Start of Data in this exercise

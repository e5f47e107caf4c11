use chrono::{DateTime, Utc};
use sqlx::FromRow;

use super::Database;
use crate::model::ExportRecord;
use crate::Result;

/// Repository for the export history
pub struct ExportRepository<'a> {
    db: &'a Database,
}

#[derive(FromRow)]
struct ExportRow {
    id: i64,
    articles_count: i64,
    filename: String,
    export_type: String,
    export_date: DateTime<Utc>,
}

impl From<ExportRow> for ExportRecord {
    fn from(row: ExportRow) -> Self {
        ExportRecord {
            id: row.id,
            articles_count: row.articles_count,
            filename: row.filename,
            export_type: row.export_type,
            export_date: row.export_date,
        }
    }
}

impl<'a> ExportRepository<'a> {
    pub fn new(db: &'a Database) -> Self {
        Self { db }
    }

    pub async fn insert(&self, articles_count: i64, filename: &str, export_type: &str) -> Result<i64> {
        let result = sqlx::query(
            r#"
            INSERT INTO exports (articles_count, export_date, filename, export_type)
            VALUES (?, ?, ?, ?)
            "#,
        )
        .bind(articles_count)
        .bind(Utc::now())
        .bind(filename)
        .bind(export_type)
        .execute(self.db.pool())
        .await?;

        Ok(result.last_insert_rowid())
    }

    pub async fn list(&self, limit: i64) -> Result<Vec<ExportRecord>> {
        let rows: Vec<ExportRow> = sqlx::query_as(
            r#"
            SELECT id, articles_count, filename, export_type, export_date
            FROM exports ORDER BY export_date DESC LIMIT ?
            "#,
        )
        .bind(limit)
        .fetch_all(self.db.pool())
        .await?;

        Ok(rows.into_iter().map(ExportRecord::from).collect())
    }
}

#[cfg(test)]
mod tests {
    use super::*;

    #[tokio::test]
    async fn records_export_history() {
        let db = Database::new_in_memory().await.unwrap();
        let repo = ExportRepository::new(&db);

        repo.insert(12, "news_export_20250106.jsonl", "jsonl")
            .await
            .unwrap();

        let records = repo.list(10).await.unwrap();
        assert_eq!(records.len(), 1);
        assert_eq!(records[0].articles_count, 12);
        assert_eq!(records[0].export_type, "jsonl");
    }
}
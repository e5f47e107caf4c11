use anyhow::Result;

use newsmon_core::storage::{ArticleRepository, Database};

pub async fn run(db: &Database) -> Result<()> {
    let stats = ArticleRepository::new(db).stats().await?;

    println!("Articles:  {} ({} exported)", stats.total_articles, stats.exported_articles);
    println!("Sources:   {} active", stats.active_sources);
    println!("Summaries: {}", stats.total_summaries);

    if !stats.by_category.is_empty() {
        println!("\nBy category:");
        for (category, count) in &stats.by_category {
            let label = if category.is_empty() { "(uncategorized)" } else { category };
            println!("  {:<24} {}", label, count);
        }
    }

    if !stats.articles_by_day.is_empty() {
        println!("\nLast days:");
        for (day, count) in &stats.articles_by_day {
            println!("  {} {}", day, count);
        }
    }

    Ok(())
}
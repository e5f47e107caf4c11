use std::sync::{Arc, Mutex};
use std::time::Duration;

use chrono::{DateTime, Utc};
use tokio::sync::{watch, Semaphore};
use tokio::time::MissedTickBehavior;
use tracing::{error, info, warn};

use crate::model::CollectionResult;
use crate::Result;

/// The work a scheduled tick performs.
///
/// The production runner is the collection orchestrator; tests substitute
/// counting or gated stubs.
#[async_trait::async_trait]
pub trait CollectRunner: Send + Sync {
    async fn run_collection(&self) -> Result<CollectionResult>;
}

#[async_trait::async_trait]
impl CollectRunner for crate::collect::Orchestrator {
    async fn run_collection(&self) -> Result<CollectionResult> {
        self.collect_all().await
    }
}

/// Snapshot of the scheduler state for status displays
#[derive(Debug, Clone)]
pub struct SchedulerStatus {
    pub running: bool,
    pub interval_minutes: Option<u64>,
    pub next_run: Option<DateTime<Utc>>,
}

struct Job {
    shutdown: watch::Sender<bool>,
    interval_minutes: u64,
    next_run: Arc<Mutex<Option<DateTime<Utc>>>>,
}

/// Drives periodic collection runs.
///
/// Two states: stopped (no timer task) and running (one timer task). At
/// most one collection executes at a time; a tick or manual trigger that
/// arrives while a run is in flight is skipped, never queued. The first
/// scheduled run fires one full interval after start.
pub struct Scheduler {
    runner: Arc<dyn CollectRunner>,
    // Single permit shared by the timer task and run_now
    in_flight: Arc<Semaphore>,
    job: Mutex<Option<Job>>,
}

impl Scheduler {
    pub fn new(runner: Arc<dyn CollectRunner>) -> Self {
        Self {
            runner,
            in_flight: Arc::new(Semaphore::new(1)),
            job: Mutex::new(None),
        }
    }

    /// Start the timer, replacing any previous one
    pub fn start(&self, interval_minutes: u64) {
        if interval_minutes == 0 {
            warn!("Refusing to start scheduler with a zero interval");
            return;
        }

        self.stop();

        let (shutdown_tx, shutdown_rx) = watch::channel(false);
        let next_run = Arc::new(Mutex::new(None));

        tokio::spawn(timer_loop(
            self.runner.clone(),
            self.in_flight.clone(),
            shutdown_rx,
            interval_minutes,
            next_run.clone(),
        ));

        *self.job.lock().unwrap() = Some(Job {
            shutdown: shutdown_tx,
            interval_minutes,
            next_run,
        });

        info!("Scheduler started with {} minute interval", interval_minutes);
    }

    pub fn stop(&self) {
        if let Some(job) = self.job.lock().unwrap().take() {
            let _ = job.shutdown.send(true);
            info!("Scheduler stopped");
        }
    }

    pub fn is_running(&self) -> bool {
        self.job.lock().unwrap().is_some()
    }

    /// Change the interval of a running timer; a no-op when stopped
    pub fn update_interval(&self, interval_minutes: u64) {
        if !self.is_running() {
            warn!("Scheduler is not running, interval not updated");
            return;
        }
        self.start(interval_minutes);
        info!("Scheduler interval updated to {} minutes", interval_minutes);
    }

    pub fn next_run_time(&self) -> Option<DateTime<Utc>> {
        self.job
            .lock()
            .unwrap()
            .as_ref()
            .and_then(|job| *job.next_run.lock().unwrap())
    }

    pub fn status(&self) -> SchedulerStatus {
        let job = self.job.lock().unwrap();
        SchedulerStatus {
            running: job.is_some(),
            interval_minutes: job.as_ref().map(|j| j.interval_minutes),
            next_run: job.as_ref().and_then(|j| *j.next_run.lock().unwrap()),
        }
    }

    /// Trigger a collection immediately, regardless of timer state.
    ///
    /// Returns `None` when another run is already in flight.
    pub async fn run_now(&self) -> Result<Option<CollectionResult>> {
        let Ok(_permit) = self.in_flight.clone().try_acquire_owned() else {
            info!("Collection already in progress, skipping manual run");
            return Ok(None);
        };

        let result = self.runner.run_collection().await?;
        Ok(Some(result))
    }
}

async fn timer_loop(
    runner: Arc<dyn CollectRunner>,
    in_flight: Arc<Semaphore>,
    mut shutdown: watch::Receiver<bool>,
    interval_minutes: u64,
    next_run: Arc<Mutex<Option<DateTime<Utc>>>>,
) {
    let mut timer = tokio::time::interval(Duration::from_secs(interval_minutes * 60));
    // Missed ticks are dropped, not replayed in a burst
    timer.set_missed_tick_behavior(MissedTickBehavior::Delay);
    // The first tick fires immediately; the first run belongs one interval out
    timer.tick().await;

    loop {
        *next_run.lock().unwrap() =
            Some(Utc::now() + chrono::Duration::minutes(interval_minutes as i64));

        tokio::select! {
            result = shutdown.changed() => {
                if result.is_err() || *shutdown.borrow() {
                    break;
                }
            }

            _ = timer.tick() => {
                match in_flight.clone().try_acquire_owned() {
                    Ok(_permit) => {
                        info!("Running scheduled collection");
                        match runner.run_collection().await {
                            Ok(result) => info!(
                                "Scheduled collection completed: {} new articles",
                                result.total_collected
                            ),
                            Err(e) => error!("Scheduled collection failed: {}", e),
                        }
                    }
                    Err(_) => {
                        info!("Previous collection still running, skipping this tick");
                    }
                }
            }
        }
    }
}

End of Data in this exercise

Task item
Copy each line of the material where "model" is found.

Answer for the task
use crate::model::ExportRecord;
use crate::model::CollectionResult;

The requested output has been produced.